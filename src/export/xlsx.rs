//! Spreadsheet export with rust_xlsxwriter.

use super::{export_file_name, ResultExporter};
use crate::db::{Row, Value};
use crate::error::{HubError, Result};
use crate::session::EXPORTS_DIR;
use async_trait::async_trait;
use indexmap::IndexSet;
use rust_xlsxwriter::{Workbook, Worksheet};
use std::fmt::Write as _;
use std::path::{Path, PathBuf};
use tracing::{debug, warn};

pub const SHEET_NAME: &str = "Results";

/// Largest integer a spreadsheet cell holds exactly.
const MAX_EXACT_INTEGER: i64 = 1 << 53;

/// Longest string a spreadsheet cell accepts, in characters.
const MAX_CELL_CHARS: usize = 32_767;

/// Writes each result set as a single-sheet `.xlsx` workbook in
/// `<session>/exports/`.
#[derive(Debug, Default, Clone, Copy)]
pub struct XlsxExporter;

impl XlsxExporter {
    pub fn new() -> Self {
        Self
    }
}

#[async_trait]
impl ResultExporter for XlsxExporter {
    async fn export(
        &self,
        rows: &[Row],
        statement_index: usize,
        backend_name: &str,
        session_folder: &Path,
    ) -> Result<PathBuf> {
        let exports_dir = session_folder.join(EXPORTS_DIR);
        tokio::fs::create_dir_all(&exports_dir).await.map_err(|e| {
            HubError::export(format!(
                "Failed to create {}: {e}",
                exports_dir.display()
            ))
        })?;

        let path = exports_dir.join(export_file_name(backend_name, statement_index, "xlsx"));
        let buffer = build_workbook(rows)?;
        tokio::fs::write(&path, buffer)
            .await
            .map_err(|e| HubError::export(format!("Failed to write {}: {e}", path.display())))?;

        debug!(path = %path.display(), rows = rows.len(), "wrote spreadsheet");
        Ok(path)
    }
}

/// Builds an xlsx workbook for `rows` and returns the file bytes.
///
/// The header row is the union of column names in first-seen order. A row
/// missing a column leaves that cell empty, as does SQL NULL.
pub fn build_workbook(rows: &[Row]) -> Result<Vec<u8>> {
    let mut workbook = Workbook::new();
    let sheet = workbook.add_worksheet();
    sheet.set_name(SHEET_NAME).map_err(xlsx_error)?;

    let headers: IndexSet<&str> = rows
        .iter()
        .flat_map(|row| row.keys().map(String::as_str))
        .collect();

    for (col, header) in headers.iter().enumerate() {
        sheet
            .write_string(0, column_index(col)?, *header)
            .map_err(xlsx_error)?;
    }

    for (index, row) in rows.iter().enumerate() {
        let excel_row = row_index(index + 1)?;
        for (col, header) in headers.iter().enumerate() {
            if let Some(value) = row.get(*header) {
                write_cell(sheet, excel_row, column_index(col)?, value)?;
            }
        }
    }

    workbook.save_to_buffer().map_err(xlsx_error)
}

fn write_cell(sheet: &mut Worksheet, row: u32, col: u16, value: &Value) -> Result<()> {
    let written = match value {
        Value::Null => return Ok(()),
        Value::Bool(b) => sheet.write_boolean(row, col, *b),
        Value::Int(i) if i.unsigned_abs() <= MAX_EXACT_INTEGER as u64 => {
            sheet.write_number(row, col, *i as f64)
        }
        Value::Float(f) if f.is_finite() => sheet.write_number(row, col, *f),
        Value::Bytes(bytes) => sheet.write_string(row, col, &fit_cell(hex(bytes), row, col)),
        other => sheet.write_string(row, col, &fit_cell(other.to_display_string(), row, col)),
    };
    written.map(|_| ()).map_err(xlsx_error)
}

/// Cuts `text` down to what one cell can hold.
fn fit_cell(mut text: String, row: u32, col: u16) -> String {
    if let Some((cut, _)) = text.char_indices().nth(MAX_CELL_CHARS) {
        warn!(row, col, "truncating cell value to {MAX_CELL_CHARS} characters");
        text.truncate(cut);
    }
    text
}

fn hex(bytes: &[u8]) -> String {
    let mut out = String::with_capacity(2 + bytes.len() * 2);
    out.push_str("0x");
    for byte in bytes {
        let _ = write!(out, "{byte:02x}");
    }
    out
}

fn row_index(index: usize) -> Result<u32> {
    u32::try_from(index).map_err(|_| HubError::export("Too many rows for a spreadsheet"))
}

fn column_index(index: usize) -> Result<u16> {
    u16::try_from(index).map_err(|_| HubError::export("Too many columns for a spreadsheet"))
}

fn xlsx_error(error: rust_xlsxwriter::XlsxError) -> HubError {
    HubError::export(format!("Failed to build spreadsheet: {error}"))
}
//! sqlhub - runs SQL batches against a set of databases.

use sql_query_hub::cli::{Cli, Command};
use sql_query_hub::config::Config;
use sql_query_hub::error::{HubError, Result};
use sql_query_hub::{app, logging};
use tracing::{error, info};

#[tokio::main]
async fn main() {
    // A missing .env file is fine.
    dotenvy::dotenv().ok();

    let cli = Cli::parse_args();
    match &cli.log_file {
        Some(Some(path)) => logging::init_file_logging(path),
        Some(None) => logging::init_file_logging(&logging::get_log_path()),
        None => logging::init_stderr_logging(),
    }

    if let Err(e) = run(cli).await {
        error!("{}: {}", e.category(), e);
        std::process::exit(1);
    }
}

async fn run(cli: Cli) -> Result<()> {
    let config_path = cli.config_path();
    info!("Loading config from: {}", config_path.display());
    let config = Config::load_from_file(&config_path)?;

    match cli.command {
        Command::Run(args) => {
            let report = app::run(&config, &args).await?;
            app::write_report(&report, args.output.as_deref()).await?;
        }
        Command::Split { file } => {
            for statement in app::split_file(&file).await? {
                println!("{statement}");
            }
        }
        Command::Save { content } => {
            let content = match content {
                Some(content) => content,
                None => std::io::read_to_string(std::io::stdin())
                    .map_err(|e| HubError::config(format!("Failed to read stdin: {e}")))?,
            };
            let path = app::save_query(&config.storage.queries_dir(), &content).await?;
            println!("{}", path.display());
        }
    }

    Ok(())
}
//! PostgreSQL backend adapter.
//!
//! Opens one dedicated sqlx connection per backend and runs statements over
//! the simple-query protocol, so DDL, `DO` blocks and function bodies go
//! through unchanged.

use super::{
    connection_failure, text_or_bytes, BackendAdapter, BackendConnection, EngineType, Row, Value,
};
use super::CONNECT_TIMEOUT;
use crate::config::ConnectionConfig;
use crate::error::{HubError, Result};
use async_trait::async_trait;
use sqlx::postgres::{PgConnectOptions, PgConnection, PgRow, Postgres};
use sqlx::{Column as SqlxColumn, Connection, Executor, Row as SqlxRow, TypeInfo};
use std::future::Future;
use std::pin::Pin;
use tracing::debug;

/// Adapter for PostgreSQL backends.
#[derive(Debug, Default, Clone, Copy)]
pub struct PostgresAdapter;

impl PostgresAdapter {
    pub fn new() -> Self {
        Self
    }

    fn connect_options(config: &ConnectionConfig) -> PgConnectOptions {
        let mut options = PgConnectOptions::new()
            .host(config.host_or_default())
            .port(config.port_or_default(EngineType::Postgres));

        if let Some(user) = &config.user {
            options = options.username(user);
        }
        if let Some(password) = &config.password {
            options = options.password(password);
        }
        if let Some(database) = &config.database {
            options = options.database(database);
        }

        options
    }
}

#[async_trait]
impl BackendAdapter for PostgresAdapter {
    fn engine(&self) -> EngineType {
        EngineType::Postgres
    }

    async fn connect(&self, config: &ConnectionConfig) -> Result<Box<dyn BackendConnection>> {
        let options = Self::connect_options(config);

        let conn = tokio::time::timeout(CONNECT_TIMEOUT, PgConnection::connect_with(&options))
            .await
            .map_err(|_| {
                HubError::connection(
                    &config.name,
                    format!(
                        "Connection timed out after {} seconds",
                        CONNECT_TIMEOUT.as_secs()
                    ),
                )
            })?
            .map_err(|e| connection_failure(config, EngineType::Postgres, e))?;

        debug!(backend = %config.name, "postgres connection established");
        Ok(Box::new(PostgresConnection { conn: Some(conn) }))
    }
}

/// A live PostgreSQL connection.
pub struct PostgresConnection {
    conn: Option<PgConnection>,
}

#[async_trait]
impl BackendConnection for PostgresConnection {
    async fn execute_statement(&mut self, sql: &str) -> Result<Vec<Row>> {
        let conn = self
            .conn
            .as_mut()
            .ok_or_else(|| HubError::statement("connection is already closed"))?;

        let rows = fetch_rows(conn, sql)
            .await
            .map_err(|e| HubError::statement(format_query_error(e)))?;

        Ok(rows.iter().map(convert_row).collect())
    }

    async fn disconnect(&mut self) -> Result<()> {
        match self.conn.take() {
            Some(conn) => conn
                .close()
                .await
                .map_err(|e| HubError::disconnect(e.to_string())),
            None => Ok(()),
        }
    }
}

/// Converts a sqlx PgRow to our Row type.
/// Runs `sql` over the text protocol and collects every returned row.
fn fetch_rows<'c>(
    conn: &'c mut PgConnection,
    sql: &'c str,
) -> Pin<Box<dyn Future<Output = sqlx::Result<Vec<PgRow>>> + Send + 'c>> {
    Executor::fetch_all(conn, sqlx::raw_sql(sql))
}

fn convert_row(row: &PgRow) -> Row {
    row.columns()
        .iter()
        .enumerate()
        .map(|(i, col)| {
            (
                col.name().to_string(),
                convert_value(row, i, col.type_info().name()),
            )
        })
        .collect()
}

/// Converts a single column value from a PgRow to our Value type.
fn convert_value(row: &PgRow, index: usize, type_name: &str) -> Value {
    match type_name.to_uppercase().as_str() {
        "BOOL" | "BOOLEAN" => typed::<bool>(row, index, Value::Bool),
        "INT2" | "SMALLINT" => typed::<i16>(row, index, |v| Value::Int(v as i64)),
        "INT4" | "INT" | "INTEGER" => typed::<i32>(row, index, |v| Value::Int(v as i64)),
        "INT8" | "BIGINT" => typed::<i64>(row, index, Value::Int),
        "FLOAT4" | "REAL" => typed::<f32>(row, index, |v| Value::Float(v as f64)),
        "FLOAT8" | "DOUBLE PRECISION" => typed::<f64>(row, index, Value::Float),
        "BYTEA" => typed::<Vec<u8>>(row, index, Value::Bytes),
        // Simple-query results arrive in text format, so every other type
        // (numeric, dates, json, uuid, arrays) reads back as its literal text.
        _ => text(row, index),
    }
}

/// Decodes a column as `T`, falling back to its text when the driver refuses.
fn typed<'r, T>(row: &'r PgRow, index: usize, into: impl FnOnce(T) -> Value) -> Value
where
    T: sqlx::Decode<'r, Postgres> + sqlx::Type<Postgres>,
{
    match row.try_get::<Option<T>, _>(index) {
        Ok(Some(value)) => into(value),
        Ok(None) => Value::Null,
        Err(_) => text(row, index),
    }
}

fn text(row: &PgRow, index: usize) -> Value {
    text_or_bytes(row.try_get_unchecked::<Option<String>, _>(index), || {
        row.try_get_unchecked::<Option<Vec<u8>>, _>(index)
            .ok()
            .flatten()
    })
}

/// Formats a query error, keeping the server message and any detail or hint.
fn format_query_error(error: sqlx::Error) -> String {
    let Some(db_error) = error.as_database_error() else {
        return error.to_string();
    };

    let mut result = String::from("ERROR: ");
    result.push_str(db_error.message());

    if let Some(pg_error) = db_error.try_downcast_ref::<sqlx::postgres::PgDatabaseError>() {
        if let Some(detail) = pg_error.detail() {
            result.push_str("\n  DETAIL: ");
            result.push_str(detail);
        }

        if let Some(hint) = pg_error.hint() {
            result.push_str("\n  HINT: ");
            result.push_str(hint);
        }
    }

    result
}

--- Work to complete ---
Look above for the line holding "write_cell(sheet, excel_row, column_index(col)?, value)?;" and the line holding "Value::Float(f) if f.is_finite()", then output exactly those two lines and every line between them, nothing more.

--- Written answer ---
                write_cell(sheet, excel_row, column_index(col)?, value)?;
            }
        }
    }

    workbook.save_to_buffer().map_err(xlsx_error)
}

fn write_cell(sheet: &mut Worksheet, row: u32, col: u16, value: &Value) -> Result<()> {
    let written = match value {
        Value::Null => return Ok(()),
        Value::Bool(b) => sheet.write_boolean(row, col, *b),
        Value::Int(i) if i.unsigned_abs() <= MAX_EXACT_INTEGER as u64 => {
            sheet.write_number(row, col, *i as f64)
        }
        Value::Float(f) if f.is_finite() => sheet.write_number(row, col, *f),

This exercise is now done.